Today, at the age of 67, she will be elected candidate for the Green-Europe Ecology party in next year's French presidential election. To the delight of some French ecologists and the dismay of others, she will become the first person with dual nationality to run for the presidency.
Ms Joly, who became a successful magistrate investigating political and business corruption in France in the 1990s, will claim another high-profile scalp today. The primary election for the recently expanded Green party was supposed to have been a coronation march for the handsome, charismatic TV presenter and ecological campaigner Nicolas Hulot, 56.
Instead, the much leaked second- round results to be announced this afternoon will show a 60-40 per cent victory for a small, blonde woman with a Norwegian accent.

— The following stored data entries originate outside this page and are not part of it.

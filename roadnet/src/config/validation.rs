//! Rules document validation.
//!
//! Runs on a fully deserialized [`RulesDocument`] and collects every
//! problem instead of stopping at the first one. Errors prevent the
//! document from being turned into a road network; warnings are reported
//! and loading continues.

use std::collections::{HashMap, HashSet};

use crate::config::loader::ConfigLimits;
use crate::config::{PhaseRingConfig, RulesDocument, suggest};
use crate::error::{Severity, ValidationIssue};

// ============================================================================
// Public API
// ============================================================================

/// Result of rules validation.
#[derive(Debug, Default)]
pub struct ValidationResult {
    /// Validation errors (prevent loading).
    pub errors: Vec<ValidationIssue>,

    /// Validation warnings (informational).
    pub warnings: Vec<ValidationIssue>,
}

impl ValidationResult {
    /// Returns `true` if there are any errors.
    #[must_use]
    pub fn has_errors(&self) -> bool {
        !self.errors.is_empty()
    }

    /// Returns `true` if validation passed (no errors).
    #[must_use]
    pub fn is_valid(&self) -> bool {
        self.errors.is_empty()
    }
}

/// Rules document validator.
#[derive(Debug, Default)]
pub struct Validator {
    errors: Vec<ValidationIssue>,
    warnings: Vec<ValidationIssue>,
}

impl Validator {
    /// Creates a new validator.
    #[must_use]
    pub fn new() -> Self {
        Self::default()
    }

    /// Validates a rules document and returns every issue found.
    pub fn validate(&mut self, doc: &RulesDocument, limits: &ConfigLimits) -> ValidationResult {
        self.errors.clear();
        self.warnings.clear();

        self.validate_discrete_value_rules(doc);
        self.validate_range_value_rules(doc);
        self.validate_phase_rings(doc);
        self.validate_intersections(doc);
        self.validate_limits(doc, limits);

        ValidationResult {
            errors: std::mem::take(&mut self.errors),
            warnings: std::mem::take(&mut self.warnings),
        }
    }

    // ========================================================================
    // Rules
    // ========================================================================

    fn validate_discrete_value_rules(&mut self, doc: &RulesDocument) {
        let mut seen = HashSet::new();
        for (i, rule) in doc.discrete_value_rules.iter().enumerate() {
            let path = format!("DiscreteValueRules[{i}]");
            if rule.id.is_empty() {
                self.add_error(&format!("{path}.ID"), "Rule ID cannot be empty");
            } else if !seen.insert(rule.id.as_str()) {
                self.add_error(
                    &format!("{path}.ID"),
                    &format!("Duplicate discrete value rule '{}'", rule.id),
                );
            }

            if rule.values.is_empty() {
                self.add_error(
                    &format!("{path}.Values"),
                    "A discrete value rule needs at least one value",
                );
            }

            let mut values = HashSet::new();
            for (j, value) in rule.values.iter().enumerate() {
                if !values.insert(value.as_str()) {
                    self.add_warning(
                        &format!("{path}.Values[{j}]"),
                        &format!("Value '{value}' is listed more than once"),
                    );
                }
            }
        }
    }

    fn validate_range_value_rules(&mut self, doc: &RulesDocument) {
        let mut seen = HashSet::new();
        for (i, rule) in doc.range_value_rules.iter().enumerate() {
            let path = format!("RangeValueRules[{i}]");
            if rule.id.is_empty() {
                self.add_error(&format!("{path}.ID"), "Rule ID cannot be empty");
            } else if !seen.insert(rule.id.as_str()) {
                self.add_error(
                    &format!("{path}.ID"),
                    &format!("Duplicate range value rule '{}'", rule.id),
                );
            }

            if rule.ranges.is_empty() {
                self.add_error(
                    &format!("{path}.Ranges"),
                    "A range value rule needs at least one range",
                );
            }

            for (j, range) in rule.ranges.iter().enumerate() {
                let range_path = format!("{path}.Ranges[{j}]");
                if !range.min.is_finite() || !range.max.is_finite() {
                    self.add_error(&range_path, "Range bounds must be finite numbers");
                } else if range.min > range.max {
                    self.add_error(
                        &range_path,
                        &format!("Range min {} is greater than max {}", range.min, range.max),
                    );
                }
            }
        }
    }

    // ========================================================================
    // Phase Rings
    // ========================================================================

    fn validate_phase_rings(&mut self, doc: &RulesDocument) {
        let discrete_rules: HashMap<&str, &[String]> = doc
            .discrete_value_rules
            .iter()
            .map(|r| (r.id.as_str(), r.values.as_slice()))
            .collect();

        let mut seen = HashSet::new();
        for (i, ring) in doc.phase_rings.iter().enumerate() {
            let path = format!("PhaseRings[{i}]");
            if ring.id.is_empty() {
                self.add_error(&format!("{path}.ID"), "Phase ring ID cannot be empty");
            } else if !seen.insert(ring.id.as_str()) {
                self.add_error(
                    &format!("{path}.ID"),
                    &format!("Duplicate phase ring '{}'", ring.id),
                );
            }

            self.validate_phases(ring, &path, &discrete_rules);
            self.validate_transition_graph(ring, &path);
        }
    }

    fn validate_phases(
        &mut self,
        ring: &PhaseRingConfig,
        path: &str,
        discrete_rules: &HashMap<&str, &[String]>,
    ) {
        if ring.phases.is_empty() {
            self.add_error(
                &format!("{path}.Phases"),
                "A phase ring needs at least one phase",
            );
            return;
        }

        let mut seen = HashSet::new();
        for (j, phase) in ring.phases.iter().enumerate() {
            let phase_path = format!("{path}.Phases[{j}]");
            if phase.id.is_empty() {
                self.add_error(&format!("{phase_path}.ID"), "Phase ID cannot be empty");
            } else if !seen.insert(phase.id.as_str()) {
                self.add_error(
                    &format!("{phase_path}.ID"),
                    &format!("Duplicate phase '{}' in ring '{}'", phase.id, ring.id),
                );
            }

            // Rule states may target a rule book loaded from another file.
            if discrete_rules.is_empty() {
                continue;
            }
            for (rule_id, state) in &phase.discrete_value_rule_states {
                let rule_path = format!("{phase_path}.DiscreteValueRuleStates.{rule_id}");
                match discrete_rules.get(rule_id.as_str()) {
                    None => {
                        let hint = suggest(rule_id, discrete_rules.keys().copied())
                            .map_or_else(String::new, |s| format!(". Did you mean '{s}'?"));
                        self.add_warning(
                            &rule_path,
                            &format!("Unknown discrete value rule '{rule_id}'{hint}"),
                        );
                    }
                    Some(values) if !values.iter().any(|v| v == state) => {
                        self.add_warning(
                            &rule_path,
                            &format!("'{state}' is not a value of rule '{rule_id}'"),
                        );
                    }
                    Some(_) => {}
                }
            }
        }
    }

    fn validate_transition_graph(&mut self, ring: &PhaseRingConfig, path: &str) {
        let phases: Vec<&str> = ring.phases.iter().map(|p| p.id.as_str()).collect();
        let mut has_transitions = false;

        for (from, successors) in &ring.phase_transition_graph {
            let from_path = format!("{path}.PhaseTransitionGraph.{from}");
            if !phases.contains(&from.as_str()) {
                self.add_error(&from_path, &unknown_phase(from, &ring.id, &phases));
            }

            let mut targets = HashSet::new();
            for (k, next) in successors.iter().enumerate() {
                has_transitions = true;
                let next_path = format!("{from_path}[{k}]");
                if !phases.contains(&next.id.as_str()) {
                    self.add_error(
                        &format!("{next_path}.ID"),
                        &unknown_phase(&next.id, &ring.id, &phases),
                    );
                }
                if !targets.insert(next.id.as_str()) {
                    self.add_error(
                        &format!("{next_path}.ID"),
                        &format!("Transition from '{from}' to '{}' is declared twice", next.id),
                    );
                }
                if let Some(duration) = next.duration_until {
                    if !duration.is_finite() || duration < 0.0 {
                        self.add_error(
                            &format!("{next_path}.duration_until"),
                            &format!("duration_until must be a non-negative number, got {duration}"),
                        );
                    }
                }
            }
        }

        if !has_transitions && !ring.phases.is_empty() {
            self.add_warning(
                path,
                &format!("Phase ring '{}' has no transitions and will never change", ring.id),
            );
        }
    }

    // ========================================================================
    // Intersections
    // ========================================================================

    fn validate_intersections(&mut self, doc: &RulesDocument) {
        let rings: HashMap<&str, &PhaseRingConfig> = doc
            .phase_rings
            .iter()
            .map(|r| (r.id.as_str(), r))
            .collect();

        let mut seen = HashSet::new();
        for (i, intersection) in doc.intersections.iter().enumerate() {
            let path = format!("Intersections[{i}]");
            if intersection.id.is_empty() {
                self.add_error(&format!("{path}.ID"), "Intersection ID cannot be empty");
            } else if !seen.insert(intersection.id.as_str()) {
                self.add_error(
                    &format!("{path}.ID"),
                    &format!("Duplicate intersection '{}'", intersection.id),
                );
            }

            let Some(ring) = rings.get(intersection.phase_ring.as_str()) else {
                let hint = suggest(&intersection.phase_ring, rings.keys().copied())
                    .map_or_else(String::new, |s| format!(". Did you mean '{s}'?"));
                self.add_error(
                    &format!("{path}.PhaseRing"),
                    &format!("Unknown phase ring '{}'{hint}", intersection.phase_ring),
                );
                continue;
            };

            if let Some(initial) = &intersection.initial_phase {
                let phases: Vec<&str> = ring.phases.iter().map(|p| p.id.as_str()).collect();
                if !phases.contains(&initial.as_str()) {
                    self.add_error(
                        &format!("{path}.InitialPhase"),
                        &unknown_phase(initial, &ring.id, &phases),
                    );
                }
            }
        }

        let mut initial_phases: HashMap<&str, HashSet<&str>> = HashMap::new();
        for intersection in &doc.intersections {
            if let Some(initial) = intersection.initial_phase.as_deref() {
                initial_phases
                    .entry(intersection.phase_ring.as_str())
                    .or_default()
                    .insert(initial);
            }
        }
        let mut conflicting: Vec<&str> = initial_phases
            .into_iter()
            .filter(|(_, phases)| phases.len() > 1)
            .map(|(ring, _)| ring)
            .collect();
        conflicting.sort_unstable();
        for ring in conflicting {
            self.add_warning(
                "Intersections",
                &format!(
                    "Intersections sharing phase ring '{ring}' declare different initial phases; the first one wins"
                ),
            );
        }
    }

    // ========================================================================
    // Limits
    // ========================================================================

    fn validate_limits(&mut self, doc: &RulesDocument, limits: &ConfigLimits) {
        if doc.phase_rings.len() > limits.max_phase_rings {
            self.add_error(
                "PhaseRings",
                &format!(
                    "Too many phase rings: {} (max {})",
                    doc.phase_rings.len(),
                    limits.max_phase_rings
                ),
            );
        }
    }

    // ========================================================================
    // Helpers
    // ========================================================================

    /// Adds an error to the collection.
    fn add_error(&mut self, path: &str, message: &str) {
        self.errors.push(ValidationIssue {
            path: path.to_string(),
            message: message.to_string(),
            severity: Severity::Error,
        });
    }

    /// Adds a warning to the collection.
    fn add_warning(&mut self, path: &str, message: &str) {
        self.warnings.push(ValidationIssue {
            path: path.to_string(),
            message: message.to_string(),
            severity: Severity::Warning,
        });
    }
}

fn unknown_phase(phase: &str, ring: &str, phases: &[&str]) -> String {
    let hint = suggest(phase, phases.iter().copied())
        .map_or_else(String::new, |s| format!(". Did you mean '{s}'?"));
    format!("Unknown phase '{phase}' in ring '{ring}'{hint}")
}

// ============================================================================
// Tests
// ============================================================================
//! Printable views of a road network shared by the commands.

use std::io::{self, Write};

use indexmap::IndexMap;
use serde::Serialize;

use crate::config::BulbState;
use crate::error::NetworkError;
use crate::network::{NextPhaseState, PhaseId, PhaseRingId, RoadNetwork, RoadRulebook, RuleId};

/// A discrete value rule with a single possible state.
#[derive(Debug, Serialize)]
pub struct StaticDiscreteRule<'a> {
    pub id: &'a RuleId,
    pub state: &'a str,
}

/// A range value rule with a single possible range.
#[derive(Debug, Serialize)]
pub struct StaticRangeRule<'a> {
    pub id: &'a RuleId,
    pub min: f64,
    pub max: f64,
}

/// Rules whose state never changes.
#[derive(Debug, Serialize)]
pub struct StaticRules<'a> {
    pub discrete_value_rules: Vec<StaticDiscreteRule<'a>>,
    pub range_value_rules: Vec<StaticRangeRule<'a>>,
}

impl<'a> StaticRules<'a> {
    /// Collects the static rules of a rule book.
    #[must_use]
    pub fn collect(rulebook: &'a RoadRulebook) -> Self {
        let discrete_value_rules = rulebook
            .static_discrete_value_rules()
            .filter_map(|rule| {
                rule.values.first().map(|state| StaticDiscreteRule {
                    id: &rule.id,
                    state,
                })
            })
            .collect();
        let range_value_rules = rulebook
            .static_range_value_rules()
            .filter_map(|rule| {
                rule.ranges.first().map(|range| StaticRangeRule {
                    id: &rule.id,
                    min: range.min,
                    max: range.max,
                })
            })
            .collect();
        Self {
            discrete_value_rules,
            range_value_rules,
        }
    }

    /// Writes the human-readable listing.
    ///
    /// # Errors
    ///
    /// Propagates write failures.
    pub fn write_human(&self, out: &mut impl Write) -> io::Result<()> {
        writeln!(out, "Static DiscreteValueRules")?;
        for rule in &self.discrete_value_rules {
            writeln!(out, "\tDiscrete Value Rule: {} | State: {}", rule.id, rule.state)?;
        }
        writeln!(out, "Static RangeValueRules")?;
        for rule in &self.range_value_rules {
            writeln!(
                out,
                "\tRange Value Rule: {} | State: [{}, {}]",
                rule.id, rule.min, rule.max
            )?;
        }
        Ok(())
    }
}

/// Current state of one phase ring with the rule and bulb states its
/// phase imposes.
#[derive(Debug, Serialize)]
pub struct RingReport<'a> {
    pub id: PhaseRingId,
    pub phase: PhaseId,
    #[serde(skip_serializing_if = "Option::is_none")]
    pub next: Option<NextPhaseState>,
    pub discrete_value_rule_states: &'a IndexMap<RuleId, String>,
    #[serde(skip_serializing_if = "Option::is_none")]
    pub bulb_states: Option<&'a IndexMap<String, BulbState>>,
}

impl RingReport<'_> {
    /// Writes the human-readable listing.
    ///
    /// # Errors
    ///
    /// Propagates write failures.
    pub fn write_human(&self, out: &mut impl Write) -> io::Result<()> {
        writeln!(out, "PhaseRingId: {} | Current Phase: {}", self.id, self.phase)?;
        for (rule, state) in self.discrete_value_rule_states {
            writeln!(out, "\tDiscrete Value Rule: {rule} | State: {state}")?;
        }
        for (bulb, state) in self.bulb_states.into_iter().flatten() {
            writeln!(out, "\tBulbUniqueId: {bulb} | State: {state}")?;
        }
        Ok(())
    }
}

/// Reports the current state of every phase ring, in ring id order.
///
/// # Errors
///
/// Fails when a ring is not tracked by the phase provider or is in a
/// phase its ring does not declare.
pub fn ring_reports(network: &RoadNetwork) -> Result<Vec<RingReport<'_>>, NetworkError> {
    let book = network.phase_ring_book();
    book.phase_rings()
        .into_iter()
        .map(|id| {
            let ring = book
                .phase_ring(&id)
                .ok_or_else(|| NetworkError::UnknownPhaseRing(id.to_string()))?;
            let state = network
                .phase_provider()
                .phase(&id)
                .ok_or_else(|| NetworkError::UntrackedPhaseRing(id.to_string()))?;
            let phase = ring
                .phase(&state.state)
                .ok_or_else(|| NetworkError::UnknownPhase {
                    ring: id.to_string(),
                    phase: state.state.to_string(),
                })?;
            Ok(RingReport {
                id,
                phase: state.state,
                next: state.next,
                discrete_value_rule_states: &phase.discrete_value_rule_states,
                bulb_states: phase.bulb_states.as_ref(),
            })
        })
        .collect()
}
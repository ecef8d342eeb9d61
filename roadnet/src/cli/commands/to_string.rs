//! `to-string` command.

use std::io::{self, Write};

use serde::Serialize;

use crate::cli::args::{OutputFormat, ToStringArgs};
use crate::error::RoadnetError;
use crate::network::{
    DiscreteValueRule, Intersection, RangeValueRule, RoadGeometryInfo, RoadNetwork,
};

use super::load_network;
use super::report::{RingReport, ring_reports};

/// Item counts of a road network.
#[derive(Debug, Clone, Copy, PartialEq, Eq, Serialize)]
pub struct Counts {
    pub discrete_value_rules: usize,
    pub range_value_rules: usize,
    pub phase_rings: usize,
    pub intersections: usize,
}

/// What `to-string` prints, filtered by the `--include-*` flags.
#[derive(Debug, Serialize)]
pub struct NetworkSummary<'a> {
    pub road_geometry_id: &'a str,
    pub backend: String,
    pub counts: Counts,
    #[serde(skip_serializing_if = "Option::is_none")]
    pub road_geometry: Option<&'a RoadGeometryInfo>,
    #[serde(skip_serializing_if = "Option::is_none")]
    pub discrete_value_rules: Option<Vec<&'a DiscreteValueRule>>,
    #[serde(skip_serializing_if = "Option::is_none")]
    pub range_value_rules: Option<Vec<&'a RangeValueRule>>,
    #[serde(skip_serializing_if = "Option::is_none")]
    pub phase_rings: Option<Vec<RingReport<'a>>>,
    #[serde(skip_serializing_if = "Option::is_none")]
    pub intersections: Option<Vec<&'a Intersection>>,
    #[serde(skip_serializing_if = "Option::is_none")]
    pub invariant_violations: Option<Vec<String>>,
}

impl<'a> NetworkSummary<'a> {
    /// Collects the sections requested by `args`.
    ///
    /// # Errors
    ///
    /// Fails when phase rings are requested and the phase state is
    /// inconsistent with the ring book.
    pub fn collect(network: &'a RoadNetwork, args: &ToStringArgs) -> Result<Self, RoadnetError> {
        let rulebook = network.rulebook();
        let counts = Counts {
            discrete_value_rules: rulebook.discrete_value_rules().count(),
            range_value_rules: rulebook.range_value_rules().count(),
            phase_rings: network.phase_ring_book().phase_rings().len(),
            intersections: network.intersections().len(),
        };

        let invariant_violations = args.check_invariants.then(|| {
            tracing::info!("checking invariants");
            let violations = network.check_invariants();
            if violations.is_empty() {
                tracing::info!("no invariant violations were found");
            } else {
                tracing::warn!(count = violations.len(), "invariant violations were found");
                for violation in &violations {
                    tracing::warn!("{violation}");
                }
            }
            violations
        });

        let phase_rings = if args.include_phase_rings {
            Some(ring_reports(network)?)
        } else {
            None
        };

        Ok(Self {
            road_geometry_id: &network.road_geometry().id,
            backend: network.road_geometry().backend.to_string(),
            counts,
            road_geometry: args
                .include_road_geometry_id
                .then(|| network.road_geometry()),
            discrete_value_rules: args
                .include_rules
                .then(|| rulebook.discrete_value_rules().collect()),
            range_value_rules: args
                .include_rules
                .then(|| rulebook.range_value_rules().collect()),
            phase_rings,
            intersections: args
                .include_intersections
                .then(|| network.intersections().iter().collect()),
            invariant_violations,
        })
    }

    /// Writes the human-readable listing. `labels` prefixes each line
    /// with the type of the item it describes.
    ///
    /// # Errors
    ///
    /// Propagates write failures.
    pub fn write_human(&self, out: &mut impl Write, labels: bool) -> io::Result<()> {
        let label = |name: &str| {
            if labels {
                format!("[{name}] ")
            } else {
                String::new()
            }
        };

        writeln!(
            out,
            "{}{} ({}): {} discrete value rules, {} range value rules, {} phase rings, {} intersections",
            label("RoadNetwork"),
            self.road_geometry_id,
            self.backend,
            self.counts.discrete_value_rules,
            self.counts.range_value_rules,
            self.counts.phase_rings,
            self.counts.intersections,
        )?;

        if let Some(geometry) = self.road_geometry {
            writeln!(out, "{}id: {}", label("RoadGeometry"), geometry.id)?;
            for (key, value) in &geometry.configuration {
                writeln!(out, "\t{key}: {value}")?;
            }
        }

        for rule in self.discrete_value_rules.iter().flatten() {
            writeln!(
                out,
                "{}{} | Values: [{}]",
                label("DiscreteValueRule"),
                rule.id,
                rule.values.join(", ")
            )?;
        }

        for rule in self.range_value_rules.iter().flatten() {
            let ranges: Vec<String> = rule
                .ranges
                .iter()
                .map(|r| format!("[{}, {}]", r.min, r.max))
                .collect();
            writeln!(
                out,
                "{}{} | Ranges: {}",
                label("RangeValueRule"),
                rule.id,
                ranges.join(", ")
            )?;
        }

        for ring in self.phase_rings.iter().flatten() {
            if labels {
                write!(out, "{}", label("PhaseRing"))?;
            }
            ring.write_human(out)?;
        }

        for intersection in self.intersections.iter().flatten() {
            writeln!(
                out,
                "{}{} | PhaseRing: {}",
                label("Intersection"),
                intersection.id,
                intersection.phase_ring_id
            )?;
        }

        Ok(())
    }
}

/// Run the `to-string` command.
///
/// # Errors
///
/// Returns a config error when the network fails to load, a network error
/// when its phase state cannot be reported, or an I/O error on write
/// failure.
pub fn run(args: &ToStringArgs) -> Result<(), RoadnetError> {
    let network = load_network(&args.backend)?;
    let summary = NetworkSummary::collect(&network, args)?;
    let mut stdout = io::stdout().lock();
    match args.format {
        OutputFormat::Human => summary.write_human(&mut stdout, args.include_type_labels)?,
        OutputFormat::Json => {
            serde_json::to_writer_pretty(&mut stdout, &summary)?;
            writeln!(stdout)?;
        }
    }
    Ok(())
}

Ms Joly trounced Mr Hulot partly because she ran a tougher, more focused campaign, close to the left-leaning, anti-establishment views of members of the old French green party, "Les Verts".
Mr Hulot had been touted as the candidate to help the Greens break out of their militant ecological ghetto. But he was rejected by a majority of members of the Green-Europe Ecology party – and massively by the original "Verts" – because he preached a consensual, non-confrontational approach to environmental problems.
"The ecological party has decided to deprive itself of a candidate who symbolises the environment to millions of French people," the Green Euro-MP Jean-Paul Besset said yesterday. "It's called shooting yourself in the foot."
Having re-invented herself so many times, Ms Joly must now prove that she can re-construct herself, once again, as a politician. The signs are not good. Ms Joly tends to lecture her audiences in a droning monotone. She treats TV interviewers as if they were defendants in a legal investigation. She seems to be personally engaged only when she can link ecological issues to her own area of expertise: the fight against corruption in high places.
But, given her CV, it would be foolish to write off Ms Joly's chances of expanding the green vote beyond its core of 5 to 6 per cent in the first round of the presidential elections next April. After travelling to France as an au pair in 1963, she married the eldest son of her host family, despite their opposition. As her husband, Pascal Joly, rose to be a senior surgeon, Ms Joly had two children and worked as a secretary while studying at night to become a lawyer and then a magistrate.
She may be controversial, but she has proved herself formidable.